A poem by Khalil Gibran describes both the Protagonist’s journey … and the writer’s journey.

“Fear”

A poem by Khalil Gibran describes both the Protagonist’s journey … and the writer’s journey.

When this poem crossed my social media path the other day and I read it, I was struck how it describes a critical juncture in the Protagonist’s journey.

It is said that before entering the sea
 a river trembles with fear.
 
 She looks back at the path she has traveled,
 from the peaks of the mountains,
 the long winding road crossing forests and villages.
 
 And in front of her,
 she sees an ocean so vast,
 that to enter
 there seems nothing more than to disappear forever.

Joseph Campbell describes the start of the hero’s journey this way:The call to adventure is about transformation and that’s terrifying. The Hero has to confront fear. Will the Hero survive? Will they change for the Good or the Bad?”

It is not surprising a Protagonist “trembles with fear.” The uncertainty of the New World, “an ocean so vast … there seems nothing more than to disappear forever.” Not only fear of change, but fear of death. 
 But there is no other way.
 The river can not go back.
 
 Nobody can go back.
 To go back is impossible in existence.

 
Again Joseph Campbell about where the hero begins their journey in their Old World: “The hero is making do, but feels something missing, a sense of discomfort or tension. The Hero needs to change.”

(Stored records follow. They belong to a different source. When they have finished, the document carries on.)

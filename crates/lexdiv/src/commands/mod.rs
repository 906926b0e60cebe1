//! Command implementations.

use anyhow::Context;
use camino::{Utf8Path, Utf8PathBuf};
use clap::Args;
use lexdiv_core::{FileSource, ReaderSource, TextSource, markdown};

pub mod info;
pub mod score;
#[cfg(feature = "mcp")]
pub mod serve;
pub mod tokens;

/// Where the text comes from and how it is prepared.
#[derive(Args, Debug, Default, Clone)]
pub struct InputArgs {
    /// File to read (`-` or omitted reads stdin).
    pub file: Option<Utf8PathBuf>,

    /// Read the text from the system clipboard.
    #[cfg(feature = "clipboard")]
    #[arg(long, conflicts_with = "file")]
    pub clipboard: bool,

    /// Strip Markdown to prose first (default for .md files).
    #[arg(long, overrides_with = "no_markdown")]
    pub markdown: bool,

    /// Treat the input as plain text even if it is Markdown.
    #[arg(long, overrides_with = "markdown")]
    pub no_markdown: bool,
}

impl InputArgs {
    /// The file argument, unless it names stdin.
    pub fn file_path(&self) -> Option<&Utf8Path> {
        self.file
            .as_deref()
            .filter(|path| path.as_str() != "-")
    }

    /// Human-readable input name for logs.
    pub fn label(&self) -> String {
        #[cfg(feature = "clipboard")]
        if self.clipboard {
            return "clipboard".to_string();
        }
        self.file_path()
            .map_or_else(|| "stdin".to_string(), |path| path.to_string())
    }

    /// Whether to reduce the input to prose before scoring.
    ///
    /// Flags win, then the configured default, then the file extension.
    pub fn strip_markdown(&self, configured: Option<bool>) -> bool {
        if self.markdown {
            return true;
        }
        if self.no_markdown {
            return false;
        }
        configured.unwrap_or_else(|| self.file_path().is_some_and(is_markdown_path))
    }

    fn source(&self, max_bytes: Option<usize>) -> Box<dyn TextSource> {
        #[cfg(feature = "clipboard")]
        if self.clipboard {
            return Box::new(crate::clipboard::ClipboardSource::new().with_max_bytes(max_bytes));
        }
        match self.file_path() {
            Some(path) => Box::new(FileSource::new(path).with_max_bytes(max_bytes)),
            None => Box::new(ReaderSource::stdin().with_max_bytes(max_bytes)),
        }
    }
}

/// Read the input text, enforcing the size limit and stripping Markdown
/// when requested.
pub fn read_input(
    input: &InputArgs,
    max_bytes: Option<usize>,
    configured_markdown: Option<bool>,
) -> anyhow::Result<String> {
    let mut source = input.source(max_bytes);
    let text = source
        .read_text()
        .with_context(|| format!("failed to read input from {}", source.label()))?;

    if input.strip_markdown(configured_markdown) {
        tracing::debug!(input = %source.label(), "stripping markdown");
        Ok(markdown::strip_to_prose(&text))
    } else {
        Ok(text)
    }
}

fn is_markdown_path(path: &Utf8Path) -> bool {
    path.extension()
        .is_some_and(|ext| matches!(ext.to_ascii_lowercase().as_str(), "md" | "markdown"))
}

#[cfg(test)]
mod tests {
    use super::*;

    fn input(file: Option<&str>) -> InputArgs {
        InputArgs {
            file: file.map(Utf8PathBuf::from),
            ..InputArgs::default()
        }
    }

    #[test]
    fn dash_means_stdin() {
        assert!(input(Some("-")).file_path().is_none());
        assert_eq!(input(Some("-")).label(), "stdin");
        assert_eq!(input(None).label(), "stdin");
        assert_eq!(input(Some("notes.txt")).label(), "notes.txt");
    }

    #[test]
    fn markdown_detected_by_extension() {
        assert!(input(Some("README.md")).strip_markdown(None));
        assert!(input(Some("post.Markdown")).strip_markdown(None));
        assert!(!input(Some("notes.txt")).strip_markdown(None));
        assert!(!input(None).strip_markdown(None));
    }

    #[test]
    fn configured_default_beats_extension() {
        assert!(!input(Some("README.md")).strip_markdown(Some(false)));
        assert!(input(Some("notes.txt")).strip_markdown(Some(true)));
    }

    #[test]
    fn flags_beat_configuration() {
        let mut args = input(Some("notes.txt"));
        args.markdown = true;
        assert!(args.strip_markdown(Some(false)));

        let mut args = input(Some("README.md"));
        args.no_markdown = true;
        assert!(!args.strip_markdown(Some(true)));
    }

    #[test]
    fn read_input_strips_markdown_files() {
        let tmp = tempfile::TempDir::new().unwrap();
        let path = tmp.path().join("post.md");
        std::fs::write(&path, "# Title\n\n```\ncode here\n```\n\nBody.").unwrap();

        let args = input(Some(path.to_str().unwrap()));
        let text = read_input(&args, None, None).unwrap();
        assert!(text.contains("Title"));
        assert!(!text.contains("code here"));
    }

    #[test]
    fn read_input_reports_missing_file() {
        let args = input(Some("/nonexistent/lexdiv/missing.txt"));
        let err = read_input(&args, None, None).unwrap_err();
        assert!(format!("{err:#}").contains("missing.txt"));
    }
}
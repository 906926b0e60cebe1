//! Error types for lexdiv-core.
//!
//! Sanitizing, tokenizing and scoring are total functions. Only loading
//! configuration and reading input can fail.

use camino::Utf8PathBuf;
use thiserror::Error;

/// Errors that can occur when working with configuration.
#[derive(Error, Debug)]
pub enum ConfigError {
    /// Failed to deserialize configuration.
    #[error("invalid configuration: {0}")]
    Deserialize(#[from] Box<figment::Error>),

    /// Configuration file not found after searching all locations.
    #[error("no configuration file found")]
    NotFound,

    /// The resolved report configuration requests no windows.
    #[error("at least one MATTR window must be configured")]
    NoWindows,

    /// A window asks for more decimal places than a score can carry.
    #[error("MATTR-{window} asks for {decimals} decimal places (at most {max})")]
    TooManyDecimals {
        /// Window size of the offending entry.
        window: usize,
        /// Requested decimal places.
        decimals: usize,
        /// Largest accepted value.
        max: usize,
    },
}

/// Result type alias using [`ConfigError`].
pub type ConfigResult<T> = Result<T, ConfigError>;

/// Errors raised by a [`TextSource`](crate::source::TextSource).
#[derive(Error, Debug)]
pub enum SourceError {
    /// Reading from a file failed.
    #[error("failed to read {path}")]
    File {
        /// The file that could not be read.
        path: Utf8PathBuf,
        /// The underlying I/O error.
        #[source]
        source: std::io::Error,
    },

    /// Reading from a stream failed.
    #[error("failed to read {label}")]
    Stream {
        /// Human-readable name of the stream (e.g. "stdin").
        label: String,
        /// The underlying I/O error.
        #[source]
        source: std::io::Error,
    },

    /// The input exceeds the configured size limit.
    #[error("input too large: {label} is {size} bytes (limit: {limit} bytes)")]
    TooLarge {
        /// Human-readable name of the input.
        label: String,
        /// Observed size in bytes.
        size: u64,
        /// Configured limit in bytes.
        limit: usize,
    },

    /// The collaborator could not provide any text (e.g. clipboard access failed).
    #[error("{label} unavailable: {reason}")]
    Unavailable {
        /// Human-readable name of the source.
        label: String,
        /// What went wrong.
        reason: String,
    },
}

/// Result type alias using [`SourceError`].
pub type SourceResult<T> = Result<T, SourceError>;
//! Tokens command: print the word tokens the score is computed from.

use clap::Args;
use lexdiv_core::config::Config;
use lexdiv_core::{SurrogatePolicy, WordClass, mattr, sanitize, tokenize};
use owo_colors::OwoColorize;
use serde::Serialize;
use tracing::{debug, instrument};

use super::InputArgs;

/// Arguments for the `tokens` subcommand.
#[derive(Args, Debug, Default)]
pub struct TokensArgs {
    #[command(flatten)]
    pub input: InputArgs,

    /// Print only the word and distinct word counts
    #[arg(long)]
    pub count: bool,

    /// Count any Unicode letters and digits as word characters
    #[arg(long)]
    pub unicode_words: bool,

    /// Drop every character outside the Basic Multilingual Plane
    #[arg(long)]
    pub strip_surrogates: bool,
}

#[derive(Debug, Serialize)]
struct TokenListing {
    words: usize,
    distinct_words: usize,
    #[serde(skip_serializing_if = "Option::is_none")]
    tokens: Option<Vec<String>>,
}

fn listing(text: &str, class: WordClass, policy: SurrogatePolicy, with_tokens: bool) -> TokenListing {
    let clean = sanitize::sanitize_with(text, policy);
    let tokens = tokenize::tokenize_with(&clean, class);
    TokenListing {
        words: tokens.len(),
        distinct_words: mattr::distinct_count(&tokens),
        tokens: with_tokens.then_some(tokens),
    }
}

/// Tokenize the input and print one token per line, or counts only.
#[instrument(name = "cmd_tokens", skip_all, fields(input = %args.input.label()))]
pub fn cmd_tokens(
    args: TokensArgs,
    global_json: bool,
    config: &Config,
    max_input: Option<usize>,
) -> anyhow::Result<()> {
    debug!(count_only = args.count, "executing tokens command");

    let class = if args.unicode_words {
        WordClass::Unicode
    } else {
        config.word_class
    };
    let policy = if args.strip_surrogates {
        SurrogatePolicy::StripAll
    } else {
        config.surrogates
    };

    let text = super::read_input(&args.input, max_input, config.strip_markdown)?;
    let listing = listing(&text, class, policy, !args.count);

    if global_json {
        println!("{}", serde_json::to_string_pretty(&listing)?);
    } else if let Some(ref tokens) = listing.tokens {
        for token in tokens {
            println!("{token}");
        }
    } else {
        println!(
            "{} words, {} distinct",
            listing.words.bold(),
            listing.distinct_words
        );
    }

    Ok(())
}

#[cfg(test)]
mod tests {
    use super::*;

    #[test]
    fn listing_counts_and_tokens() {
        let listing = listing(
            "The cat saw the dog.",
            WordClass::Ascii,
            SurrogatePolicy::StripUnpaired,
            true,
        );
        assert_eq!(listing.words, 5);
        assert_eq!(listing.distinct_words, 4);
        assert_eq!(
            listing.tokens.as_deref(),
            Some(&["the", "cat", "saw", "the", "dog"].map(String::from)[..])
        );
    }

    #[test]
    fn count_only_omits_tokens() {
        let listing = listing("one two", WordClass::Ascii, SurrogatePolicy::StripUnpaired, false);
        assert!(listing.tokens.is_none());
        let json = serde_json::to_value(&listing).unwrap();
        assert!(json.get("tokens").is_none());
        assert_eq!(json["words"], 2);
    }

    #[test]
    fn unicode_class_keeps_accented_words() {
        let listing = listing("Café naïve", WordClass::Unicode, SurrogatePolicy::StripUnpaired, true);
        assert_eq!(
            listing.tokens.unwrap(),
            vec!["café".to_string(), "naïve".to_string()]
        );
    }
}
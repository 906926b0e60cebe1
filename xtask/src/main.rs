//! Build helpers for the lexdiv workspace.
//!
//! ```text
//! cargo run -p xtask -- completions [--out-dir DIR]
//! cargo run -p xtask -- man [--out-dir DIR]
//! ```

use std::fs;
use std::io;
use std::path::{Path, PathBuf};

use clap::{Parser, Subcommand, ValueEnum};
use clap_complete::Shell;

const BIN_NAME: &str = "lexdiv";

#[derive(Parser)]
#[command(name = "xtask", about = "Workspace automation for lexdiv")]
struct Xtask {
    #[command(subcommand)]
    task: Task,
}

#[derive(Subcommand)]
enum Task {
    /// Generate shell completion scripts for every supported shell
    Completions {
        /// Output directory
        #[arg(long, default_value = "target/completions")]
        out_dir: PathBuf,
    },
    /// Generate man pages for the CLI and each subcommand
    Man {
        /// Output directory
        #[arg(long, default_value = "target/man")]
        out_dir: PathBuf,
    },
}

fn main() -> io::Result<()> {
    match Xtask::parse().task {
        Task::Completions { out_dir } => completions(&out_dir),
        Task::Man { out_dir } => man_pages(&out_dir),
    }
}

fn completions(out_dir: &Path) -> io::Result<()> {
    fs::create_dir_all(out_dir)?;
    let mut cmd = lexdiv::command();
    for &shell in Shell::value_variants() {
        let path = clap_complete::generate_to(shell, &mut cmd, BIN_NAME, out_dir)?;
        println!("wrote {}", path.display());
    }
    Ok(())
}

fn man_pages(out_dir: &Path) -> io::Result<()> {
    fs::create_dir_all(out_dir)?;
    let cmd = lexdiv::command();
    write_man(cmd.clone(), &out_dir.join(format!("{BIN_NAME}.1")))?;

    for sub in cmd.get_subcommands().filter(|s| s.get_name() != "help") {
        let name = format!("{BIN_NAME}-{}", sub.get_name());
        let page = sub.clone().name(name.clone());
        write_man(page, &out_dir.join(format!("{name}.1")))?;
    }
    Ok(())
}

fn write_man(cmd: clap::Command, path: &Path) -> io::Result<()> {
    let mut buffer = Vec::new();
    clap_mangen::Man::new(cmd).render(&mut buffer)?;
    fs::write(path, buffer)?;
    println!("wrote {}", path.display());
    Ok(())
}
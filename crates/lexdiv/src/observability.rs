//! Logging setup for the CLI.
//!
//! Human-readable events go to stderr. When a log directory or file is
//! configured, the same events are also written as JSON lines through a
//! non-blocking appender.

use std::path::{Path, PathBuf};

use anyhow::Context;
use tracing_appender::non_blocking::WorkerGuard;
use tracing_subscriber::{EnvFilter, Layer, fmt, prelude::*};

/// Environment variable naming an explicit log file.
pub const LOG_PATH_ENV: &str = "LEXDIV_LOG_PATH";
/// Environment variable naming a log directory.
pub const LOG_DIR_ENV: &str = "LEXDIV_LOG_DIR";

const DEFAULT_LOG_FILE: &str = "lexdiv.jsonl";

/// Where file logs go, if anywhere.
#[derive(Debug, Clone, Default, PartialEq, Eq)]
pub struct ObservabilityConfig {
    /// Full path of the JSONL log file. `None` disables file logging.
    pub log_file: Option<PathBuf>,
}

impl ObservabilityConfig {
    /// Resolve the log file from the environment, falling back to `log_dir`
    /// from configuration.
    ///
    /// Precedence: `LEXDIV_LOG_PATH`, then `LEXDIV_LOG_DIR`, then `log_dir`.
    pub fn from_env_with_overrides(log_dir: Option<PathBuf>) -> Self {
        Self::resolve(
            std::env::var_os(LOG_PATH_ENV).map(PathBuf::from),
            std::env::var_os(LOG_DIR_ENV).map(PathBuf::from),
            log_dir,
        )
    }

    fn resolve(
        env_path: Option<PathBuf>,
        env_dir: Option<PathBuf>,
        config_dir: Option<PathBuf>,
    ) -> Self {
        let log_file = env_path.or_else(|| {
            env_dir
                .or(config_dir)
                .map(|dir| dir.join(DEFAULT_LOG_FILE))
        });
        Self { log_file }
    }
}

/// Build the event filter.
///
/// `RUST_LOG` wins when set. Otherwise `-q` means errors only, each `-v`
/// raises the level one step, and the configured level is the baseline.
pub fn env_filter(quiet: bool, verbose: u8, config_level: &str) -> EnvFilter {
    if let Ok(filter) = EnvFilter::try_from_default_env() {
        return filter;
    }
    EnvFilter::new(level_directive(quiet, verbose, config_level))
}

fn level_directive(quiet: bool, verbose: u8, config_level: &str) -> &str {
    if quiet {
        return "error";
    }
    match verbose {
        0 => config_level,
        1 => "debug",
        _ => "trace",
    }
}

/// Install the global subscriber.
///
/// Hold the returned guard until exit; dropping it flushes the file writer.
pub fn init_observability(
    config: &ObservabilityConfig,
    filter: EnvFilter,
) -> anyhow::Result<Option<WorkerGuard>> {
    let stderr_layer = fmt::layer().with_writer(std::io::stderr).with_target(false);

    let (file_layer, guard) = match config.log_file {
        Some(ref path) => {
            let (writer, guard) = file_writer(path)?;
            let layer = fmt::layer()
                .json()
                .with_writer(writer)
                .with_ansi(false)
                .boxed();
            (Some(layer), Some(guard))
        }
        None => (None, None),
    };

    tracing_subscriber::registry()
        .with(filter)
        .with(stderr_layer)
        .with(file_layer)
        .try_init()
        .context("failed to install tracing subscriber")?;

    Ok(guard)
}

fn file_writer(
    path: &Path,
) -> anyhow::Result<(tracing_appender::non_blocking::NonBlocking, WorkerGuard)> {
    let dir = match path.parent() {
        Some(parent) if !parent.as_os_str().is_empty() => parent,
        _ => Path::new("."),
    };
    std::fs::create_dir_all(dir)
        .with_context(|| format!("failed to create log directory {}", dir.display()))?;
    let file_name = path
        .file_name()
        .with_context(|| format!("log path has no file name: {}", path.display()))?;

    let appender = tracing_appender::rolling::never(dir, file_name);
    Ok(tracing_appender::non_blocking(appender))
}

#[cfg(test)]
mod tests {
    use super::*;

    #[test]
    fn explicit_path_wins() {
        let config = ObservabilityConfig::resolve(
            Some(PathBuf::from("/var/log/custom.jsonl")),
            Some(PathBuf::from("/tmp/env-dir")),
            Some(PathBuf::from("/tmp/config-dir")),
        );
        assert_eq!(config.log_file, Some(PathBuf::from("/var/log/custom.jsonl")));
    }

    #[test]
    fn env_dir_beats_config_dir() {
        let config = ObservabilityConfig::resolve(
            None,
            Some(PathBuf::from("/tmp/env-dir")),
            Some(PathBuf::from("/tmp/config-dir")),
        );
        assert_eq!(
            config.log_file,
            Some(PathBuf::from("/tmp/env-dir").join(DEFAULT_LOG_FILE))
        );
    }

    #[test]
    fn no_sources_disables_file_logging() {
        assert_eq!(
            ObservabilityConfig::resolve(None, None, None),
            ObservabilityConfig::default()
        );
    }

    #[test]
    fn quiet_overrides_verbose() {
        assert_eq!(level_directive(true, 3, "info"), "error");
    }

    #[test]
    fn verbosity_steps() {
        assert_eq!(level_directive(false, 0, "warn"), "warn");
        assert_eq!(level_directive(false, 1, "warn"), "debug");
        assert_eq!(level_directive(false, 2, "warn"), "trace");
    }

    #[test]
    fn file_writer_creates_directory() {
        let tmp = tempfile::TempDir::new().unwrap();
        let path = tmp.path().join("nested").join("run.jsonl");
        let (_writer, _guard) = file_writer(&path).unwrap();
        assert!(tmp.path().join("nested").is_dir());
    }
}
//! Core library for lexdiv.
//!
//! This crate scores the lexical diversity of prose using the Moving-Average
//! Type-Token Ratio (MATTR). It is used by the `lexdiv` CLI and MCP server and
//! by any downstream consumer that wants the numbers without the host glue.
//!
//! # Modules
//!
//! - [`sanitize`] - Control-character and surrogate cleanup
//! - [`tokenize`] - Lowercased word tokens
//! - [`mattr`] - Sliding-window type-token ratios
//! - [`report`] - Description rendering and structured reports
//! - [`source`] - Collaborators that supply the raw text
//! - [`markdown`] - Prose extraction for Markdown input
//! - [`config`] - Configuration loading and management
//! - [`error`] - Error types and result aliases
//!
//! # Quick Start
//!
//! ```
//! use lexdiv_core::{ReportConfig, compute_report};
//!
//! let report = compute_report("The cat sat on the mat.", &ReportConfig::default());
//! assert!(report.starts_with("0.833 MATTR-100 score"));
//! ```
#![deny(unsafe_code)]

pub mod config;
pub mod error;
pub mod markdown;
pub mod mattr;
pub mod report;
pub mod sanitize;
pub mod source;
pub mod tokenize;

pub use config::{Config, ConfigLoader, ConfigSources, LogLevel};
pub use error::{ConfigError, ConfigResult, SourceError, SourceResult};
pub use mattr::{MattrResult, WindowCounts, mattr};
pub use report::{
    DisplayReport, DiversityReport, Preset, ReportConfig, WindowDisplay, analyze, compute_report,
};
pub use sanitize::{SurrogatePolicy, sanitize};
pub use source::{FileSource, InlineSource, ReaderSource, TextSource};
pub use tokenize::{WordClass, tokenize};

/// Default maximum input size in bytes (5 MiB).
pub const DEFAULT_MAX_INPUT_BYTES: usize = 5 * 1024 * 1024;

Now that Fate has intervened with an event Campbell describes as the Call to Adventure, they cannot “go back,” just like a river can not go back. They know they need to change, even though the prospect of that change can be terrifying.

The river needs to take the risk
of entering the ocean
because only then will fear disappear,
because that’s where the river will know
it’s not about disappearing into the ocean,
but of becoming the ocean.

This is the great revelation that occurs in the Protagonist’s journey where they realize the transformation they experience may put to “death” their old ways of being, but that in turn opens them up to “becoming the ocean.” They experience empowerment that arises from within incited by the events that happen from without.

This echoes the writer’s journey. When we commit to writing a project, we are confronted by the great unknown. We may have the inspiration to start writing, but the fact is no matter how much we may have broken the story in prep, it is still fundamentally a mystery. Filled with uncertainty and challenges we cannot be sure we can surmount.

But in giving ourselves over to our characters … in believing we will see and hear them … by plunging into the “ocean,” immersing ourselves in those “waters,” we become as one with the ocean.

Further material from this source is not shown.